Washington, DC, could make a particularly effective test case. It has a single governing structure and thus people testing pilot projects don’t have to wade through the bureaucratic maze of local, county and state regulations.Sidewalk Labs, a subsidiary of Alphabet, a tech company that is also the parent of Google, announced last fall that it would partner with an advocacy group called Transportation for America to conduct a series of studies about driverless cars and other transportation innovations in different cities and suburbs including Washington, DC, Los Angeles, and Boston.

Questions about Driverless Cars

Andrew Trueblood, the DC Mayor of Planning and Economic Development’s chief of staff, firmly believes that autonomous cars are coming and that it behooves city leaders to learn about them beforehand. He wants to know how such cars will affect employment and urban planning. For example, how many parking spaces would a city full of driverless cars need? How would they affect DC car insurance requirements? Currently, roughly 1.3 million people in the US die in traffic accidents every year, and millions more are injured in such accidents. About 90 percent of those accidents are caused by driver error. If driverless cars reduce the number of such deaths and injuries to the extent they are expected to, they could have a serious impact on auto insurance companies.

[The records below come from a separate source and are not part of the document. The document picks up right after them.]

//! Chunked log scanner.
//!
//! Scans arbitrarily large inputs in fixed-size chunks with an overlap
//! region so matches spanning a chunk boundary are still found. Hits are
//! collapsed to the longest one at each absolute start offset, which both
//! removes overlap duplicates and discards matches cut short by a chunk
//! edge, so a chunked scan aggregates to the same matches as classifying
//! the whole input in one piece (for matches no longer than the overlap).

pub mod cancellation;

use std::fs::File;
use std::io::{Read, Seek, SeekFrom};
use std::path::Path;
use std::sync::atomic::{AtomicUsize, Ordering};
use std::sync::Arc;

use rayon::prelude::*;
use rustc_hash::FxHashSet;
use tracing::{debug, warn};

use faultline_core::constants::{
    DEFAULT_CHUNK_OVERLAP, DEFAULT_CHUNK_SIZE, DEFAULT_CONFIDENCE_THRESHOLD,
    PARALLEL_SCAN_THRESHOLD,
};
use faultline_core::{EngineConfig, ErrorMatch, ScanError};

use crate::catalog::{PatternCatalog, RawHit};
use crate::classify::severity::KeywordPresence;
pub use cancellation::ScanCancellation;

/// Tuning for one scan.
#[derive(Debug, Clone)]
pub struct ScanOptions {
    pub chunk_size: usize,
    pub overlap: usize,
    /// Files at least this many bytes are scanned with a worker pool.
    pub parallel_threshold: u64,
    /// Stop collecting raw hits once this many have been seen.
    pub max_matches: Option<usize>,
    pub threshold: f64,
    pub cancellation: ScanCancellation,
}

impl Default for ScanOptions {
    fn default() -> Self {
        Self {
            chunk_size: DEFAULT_CHUNK_SIZE,
            overlap: DEFAULT_CHUNK_OVERLAP,
            parallel_threshold: PARALLEL_SCAN_THRESHOLD,
            max_matches: None,
            threshold: DEFAULT_CONFIDENCE_THRESHOLD,
            cancellation: ScanCancellation::new(),
        }
    }
}

impl ScanOptions {
    pub fn from_config(config: &EngineConfig) -> Self {
        Self {
            chunk_size: config.chunk_size,
            overlap: config.chunk_overlap,
            parallel_threshold: config.parallel_threshold,
            max_matches: config.max_matches,
            threshold: config.confidence_threshold,
            cancellation: ScanCancellation::new(),
        }
    }
}

/// Result of one scan.
#[derive(Debug)]
pub struct ScanOutcome {
    pub matches: Vec<ErrorMatch>,
    /// Non-fatal problems observed during the scan (undecodable chunks,
    /// truncation by the match cap).
    pub warnings: Vec<String>,
    pub chunks_scanned: usize,
    pub bytes_scanned: u64,
}

/// One scanned chunk's contribution, merged after the fact.
struct ChunkScan {
    hits: Vec<RawHit>,
    presence: KeywordPresence,
    warnings: Vec<String>,
    /// Logical bytes this chunk covered, excluding the overlap re-read.
    bytes: u64,
}

/// The chunked scanner.
pub struct Scanner {
    catalog: Arc<PatternCatalog>,
}

impl Scanner {
    pub fn new(catalog: Arc<PatternCatalog>) -> Self {
        Self { catalog }
    }

    /// Scan a file, choosing the streaming or parallel path by size.
    pub fn scan_path(&self, path: &Path, options: &ScanOptions) -> Result<ScanOutcome, ScanError> {
        let io_err = |source| ScanError::Io {
            path: path.to_path_buf(),
            source,
        };
        let len = std::fs::metadata(path).map_err(io_err)?.len();

        if len >= options.parallel_threshold {
            debug!(path = %path.display(), len, "parallel scan");
            self.scan_file_parallel(path, len, options)
        } else {
            debug!(path = %path.display(), len, "streaming scan");
            let file = File::open(path).map_err(io_err)?;
            self.scan_reader(file, options)
        }
    }

    /// Scan an in-memory string. Used for inputs already held in memory;
    /// equivalent to [`Scanner::scan_reader`] over the same bytes.
    pub fn scan_str(&self, text: &str, options: &ScanOptions) -> Result<ScanOutcome, ScanError> {
        self.scan_reader(std::io::Cursor::new(text.as_bytes()), options)
    }

    /// Stream chunks from `reader`, carrying the overlap tail and any
    /// incomplete trailing UTF-8 sequence into the next chunk.
    pub fn scan_reader<R: Read>(
        &self,
        mut reader: R,
        options: &ScanOptions,
    ) -> Result<ScanOutcome, ScanError> {
        let chunk_size = options.chunk_size.max(options.overlap * 2).max(64);
        let mut buf = vec![0u8; chunk_size];
        // Bytes re-presented at the head of the next chunk.
        let mut carry: Vec<u8> = Vec::new();
        let mut total_read: u64 = 0;
        let mut presence = KeywordPresence::default();
        let mut hits: Vec<RawHit> = Vec::new();
        let mut warnings: Vec<String> = Vec::new();
        let mut chunks = 0usize;
        let mut capped = false;

        loop {
            if options.cancellation.is_cancelled() {
                return Err(ScanError::Cancelled);
            }

            let n = read_some(&mut reader, &mut buf)?;
            if n == 0 {
                if carry_has_incomplete_tail(&carry) {
                    warnings.push("input ends with an incomplete UTF-8 sequence".to_string());
                }
                break;
            }

            let chunk_base = total_read as usize - carry.len();
            total_read += n as u64;
            let mut chunk = std::mem::take(&mut carry);
            chunk.extend_from_slice(&buf[..n]);

            match decode_chunk(&chunk) {
                Decoded::Invalid { at } => {
                    warnings.push(format!(
                        "skipped undecodable chunk at byte {}",
                        chunk_base + at
                    ));
                }
                Decoded::Text { text, tail } => {
                    presence.observe(text);
                    self.catalog.hits_in(text, chunk_base, &mut hits);
                    // Carry the overlap window plus the incomplete tail.
                    let valid_len = chunk.len() - tail;
                    let mut start = valid_len.saturating_sub(options.overlap);
                    while start < valid_len && !text.is_char_boundary(start) {
                        start += 1;
                    }
                    carry.extend_from_slice(&chunk[start..]);
                }
            }

            chunks += 1;
            if let Some(max) = options.max_matches {
                if hits.len() >= max {
                    capped = true;
                    break;
                }
            }
        }

        self.finish(hits, presence, warnings, chunks, total_read, capped, options)
    }

    /// Parallel scan: each worker reads its own slice of the file.
    fn scan_file_parallel(
        &self,
        path: &Path,
        len: u64,
        options: &ScanOptions,
    ) -> Result<ScanOutcome, ScanError> {
        let chunk_size = options.chunk_size.max(options.overlap * 2).max(64) as u64;
        let chunk_count = len.div_ceil(chunk_size) as usize;

        let hit_count = AtomicUsize::new(0);
        let scans: Vec<Option<ChunkScan>> = (0..chunk_count)
            .into_par_iter()
            .map(|index| -> Result<Option<ChunkScan>, ScanError> {
                if options.cancellation.is_cancelled() {
                    return Err(ScanError::Cancelled);
                }
                // Once the cap is reached, remaining chunks are skipped;
                // chunks already in flight still complete.
                if let Some(max) = options.max_matches {
                    if hit_count.load(Ordering::Relaxed) >= max {
                        return Ok(None);
                    }
                }
                let logical_start = index as u64 * chunk_size;
                let logical_end = (logical_start + chunk_size).min(len);
                // Reach back into the previous chunk so boundary-spanning
                // matches are seen by this worker.
                let read_start = logical_start.saturating_sub(options.overlap as u64);
                let mut scan =
                    self.scan_slice_of(path, read_start, logical_end, index == chunk_count - 1)?;
                scan.bytes = logical_end - logical_start;
                hit_count.fetch_add(scan.hits.len(), Ordering::Relaxed);
                Ok(Some(scan))
            })
            .collect::<Result<Vec<_>, _>>()?;

        let mut presence = KeywordPresence::default();
        let mut hits: Vec<RawHit> = Vec::new();
        let mut warnings: Vec<String> = Vec::new();
        let mut chunks_scanned = 0usize;
        let mut bytes_scanned = 0u64;
        let mut capped = false;
        for scan in scans.into_iter().flatten() {
            chunks_scanned += 1;
            bytes_scanned += scan.bytes;
            presence.crisis |= scan.presence.crisis;
            presence.moderate |= scan.presence.moderate;
            warnings.extend(scan.warnings);
            if capped {
                continue;
            }
            hits.extend(scan.hits);
            if let Some(max) = options.max_matches {
                if hits.len() >= max {
                    capped = true;
                }
            }
        }

        self.finish(
            hits,
            presence,
            warnings,
            chunks_scanned,
            bytes_scanned,
            capped,
            options,
        )
    }

    fn scan_slice_of(
        &self,
        path: &Path,
        read_start: u64,
        read_end: u64,
        is_last: bool,
    ) -> Result<ChunkScan, ScanError> {
        let io_err = |source| ScanError::Io {
            path: path.to_path_buf(),
            source,
        };
        let mut file = File::open(path).map_err(io_err)?;
        file.seek(SeekFrom::Start(read_start)).map_err(io_err)?;
        let mut bytes = vec![0u8; (read_end - read_start) as usize];
        file.read_exact(&mut bytes).map_err(io_err)?;

        // A slice starting mid-codepoint begins with continuation bytes.
        let lead = bytes
            .iter()
            .take(3)
            .take_while(|b| (**b & 0b1100_0000) == 0b1000_0000)
            .count();
        let base = read_start as usize + lead;

        let mut scan = ChunkScan {
            hits: Vec::new(),
            presence: KeywordPresence::default(),
            warnings: Vec::new(),
            bytes: 0,
        };

        match decode_chunk(&bytes[lead..]) {
            Decoded::Invalid { at } => {
                scan.warnings
                    .push(format!("skipped undecodable chunk at byte {}", base + at));
            }
            Decoded::Text { text, tail } => {
                // An incomplete tail is re-read by the next worker's
                // overlap; only the final chunk has nobody after it.
                if tail > 0 && is_last {
                    scan.warnings
                        .push("input ends with an incomplete UTF-8 sequence".to_string());
                }
                scan.presence.observe(text);
                self.catalog.hits_in(text, base, &mut scan.hits);
            }
        }

        Ok(scan)
    }

    /// Merge raw hits into final matches: dedup overlap duplicates,
    /// collapse presence-only patterns to their earliest hit, re-order to
    /// pattern-major, then score.
    #[allow(clippy::too_many_arguments)]
    fn finish(
        &self,
        mut hits: Vec<RawHit>,
        presence: KeywordPresence,
        mut warnings: Vec<String>,
        chunks_scanned: usize,
        bytes_scanned: u64,
        capped: bool,
        options: &ScanOptions,
    ) -> Result<ScanOutcome, ScanError> {
        if options.cancellation.is_cancelled() {
            return Err(ScanError::Cancelled);
        }

        // Pattern-major, then by position, longest first at each start;
        // the kept subsequence is identical to whole-input order.
        hits.sort_by(|a, b| {
            (a.pattern, a.start)
                .cmp(&(b.pattern, b.start))
                .then(b.end.cmp(&a.end))
        });

        let mut seen: FxHashSet<(usize, usize)> = FxHashSet::default();
        let mut boolean_seen: FxHashSet<usize> = FxHashSet::default();
        let patterns = self.catalog.patterns();
        hits.retain(|hit| {
            // One hit per start: a shorter hit there is the same match cut
            // off at a chunk edge, re-found in full by the overlap.
            if !seen.insert((hit.pattern, hit.start)) {
                return false;
            }
            if patterns[hit.pattern].capture_names.is_empty() {
                // Presence-only patterns count once, at the earliest hit.
                return boolean_seen.insert(hit.pattern);
            }
            true
        });

        if capped {
            if let Some(max) = options.max_matches {
                hits.truncate(max);
                warnings.push(format!("match cap of {max} reached; scan truncated"));
            }
        }

        let matches = crate::classify::aggregate(&self.catalog, presence, &hits, options.threshold);
        if !warnings.is_empty() {
            warn!(count = warnings.len(), "scan finished with warnings");
        }

        Ok(ScanOutcome {
            matches,
            warnings,
            chunks_scanned,
            bytes_scanned,
        })
    }
}

enum Decoded<'a> {
    /// Valid text, possibly with `tail` incomplete trailing bytes cut off.
    Text { text: &'a str, tail: usize },
    /// Invalid bytes in the interior of the chunk.
    Invalid { at: usize },
}

fn decode_chunk(bytes: &[u8]) -> Decoded<'_> {
    match std::str::from_utf8(bytes) {
        Ok(text) => Decoded::Text { text, tail: 0 },
        Err(e) => match e.error_len() {
            // A sequence cut off by the chunk boundary.
            None => {
                let valid = e.valid_up_to();
                // Safe: from_utf8 validated this prefix.
                let text = unsafe { std::str::from_utf8_unchecked(&bytes[..valid]) };
                Decoded::Text {
                    text,
                    tail: bytes.len() - valid,
                }
            }
            Some(_) => Decoded::Invalid {
                at: e.valid_up_to(),
            },
        },
    }
}

fn carry_has_incomplete_tail(carry: &[u8]) -> bool {
    std::str::from_utf8(carry).is_err()
}

fn read_some<R: Read>(reader: &mut R, buf: &mut [u8]) -> Result<usize, ScanError> {
    let mut filled = 0;
    while filled < buf.len() {
        match reader.read(&mut buf[filled..]) {
            Ok(0) => break,
            Ok(n) => filled += n,
            Err(e) if e.kind() == std::io::ErrorKind::Interrupted => continue,
            Err(e) => {
                return Err(ScanError::Io {
                    path: Default::default(),
                    source: e,
                })
            }
        }
    }
    Ok(filled)
}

Trueblood speculated that widespread use of driverless cars could lead to “Vision Zero,” the desired result of an initiative in DC to reduce pedestrian and traffic fatalities. Would that really be the case? How smoothly would traffic run? Could autonomous cars share the road with conventional cars, or would cities have to design roads with lanes assigned to one or the other? How could driverless cars provide transportation to the poor?

Reactions to Driverless Cars

Walter Isaacson, the CEO of the Aspen Institute described the Initiative as one that could lead to new kinds of communities as well as new kinds of cars. He believes that autonomous cars could make cities healthier, safer and better-connected.

Raj Chetty, an economics professor from Stanford University, was more cautious. He pointed out that while driverless cars could be used to make transportation easier for the poor and thus get them to places that offered jobs, there is a very real risk that autonomous cars could become a toy of the rich that allows wealthier people to live in suburbs and gated communities away from struggling cities. Autonomous cars could thus either reduce segregation between the rich and the poor, or they could exacerbate it. The Initiative would have to find ways to prevent the latter.